A Single Amino Acid Substitution in the Group 1 Trypanosoma brucei gambiense Haptoglobin-Hemoglobin Receptor Abolishes TLF-1 Binding

Critical to human innate immunity against African trypanosomes is a minor subclass of human high-density lipoproteins, termed Trypanosome Lytic Factor-1 (TLF-1). This primate-specific molecule binds to a haptoglobin-hemoglobin receptor (HpHbR) on the surface of susceptible trypanosomes, initiating a lytic pathway.
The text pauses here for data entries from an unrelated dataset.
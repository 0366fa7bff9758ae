//! Settings Types

use serde::{Deserialize, Serialize};
use std::path::PathBuf;
use std::time::Duration;

/// Main settings structure
#[derive(Debug, Clone, Deserialize, Serialize)]
pub struct Settings {
    #[serde(with = "humantime_serde", default = "default_refresh_interval")]
    pub refresh_interval: Duration,
    #[serde(default = "default_true")]
    pub register_default: bool,
    pub source: SourceSettings,
    #[serde(default)]
    pub logging: LoggingSettings,
}

/// Which repository to build
#[derive(Debug, Clone, Copy, PartialEq, Eq, Deserialize, Serialize)]
#[serde(rename_all = "lowercase")]
pub enum SourceKind {
    File,
    Url,
    Git,
}

impl std::str::FromStr for SourceKind {
    type Err = String;

    fn from_str(s: &str) -> Result<Self, Self::Err> {
        match s.to_ascii_lowercase().as_str() {
            "file" => Ok(SourceKind::File),
            "url" => Ok(SourceKind::Url),
            "git" => Ok(SourceKind::Git),
            other => Err(format!("unknown source kind '{}'", other)),
        }
    }
}

/// Source settings
///
/// `path` is the file path for `file` sources and the in-repository path for
/// `git` sources. `url` is the document URL for `url` sources and the remote
/// for `git` sources.
#[derive(Debug, Clone, Deserialize, Serialize)]
pub struct SourceSettings {
    pub kind: SourceKind,
    #[serde(default)]
    pub path: Option<PathBuf>,
    #[serde(default)]
    pub url: Option<String>,
    #[serde(default)]
    pub branch: Option<String>,
    #[serde(with = "humantime_serde", default = "default_request_timeout")]
    pub timeout: Duration,
}

/// Logging settings
#[derive(Debug, Clone, Deserialize, Serialize)]
pub struct LoggingSettings {
    #[serde(default = "default_log_level")]
    pub level: String,
}

impl Default for LoggingSettings {
    fn default() -> Self {
        Self {
            level: default_log_level(),
        }
    }
}

impl Default for SourceSettings {
    fn default() -> Self {
        Self {
            kind: SourceKind::File,
            path: Some(PathBuf::from("config.yaml")),
            url: None,
            branch: None,
            timeout: default_request_timeout(),
        }
    }
}

impl Default for Settings {
    fn default() -> Self {
        Self {
            refresh_interval: default_refresh_interval(),
            register_default: true,
            source: SourceSettings::default(),
            logging: LoggingSettings::default(),
        }
    }
}

fn default_refresh_interval() -> Duration {
    crate::client::DEFAULT_REFRESH_INTERVAL
}

fn default_request_timeout() -> Duration {
    crate::source::url::DEFAULT_REQUEST_TIMEOUT
}

fn default_log_level() -> String {
    "info".to_string()
}

fn default_true() -> bool {
    true
}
Group 1 Trypanosoma brucei gambiense causes human African Trypanosomiasis (HAT), escaping TLF-1 killing due to reduced uptake. Previously, we found that group 1 T. b. gambiense HpHbR ( Tbg HpHbR) mRNA levels were greatly reduced and the gene contained substitutions within the open reading frame. Here we show that a single, highly conserved amino acid in the Tbg HpHbR ablates high affinity TLF-1 binding and subsequent endocytosis, thus evading TLF-1 killing. In addition, we show that over-expression of Tbg HpHbR failed to rescue TLF-1 susceptibility. These findings suggest that the single substitution present in the Tbg HpHbR directly contributes to the reduced uptake and resistance to TLF-1 seen in these important human pathogens.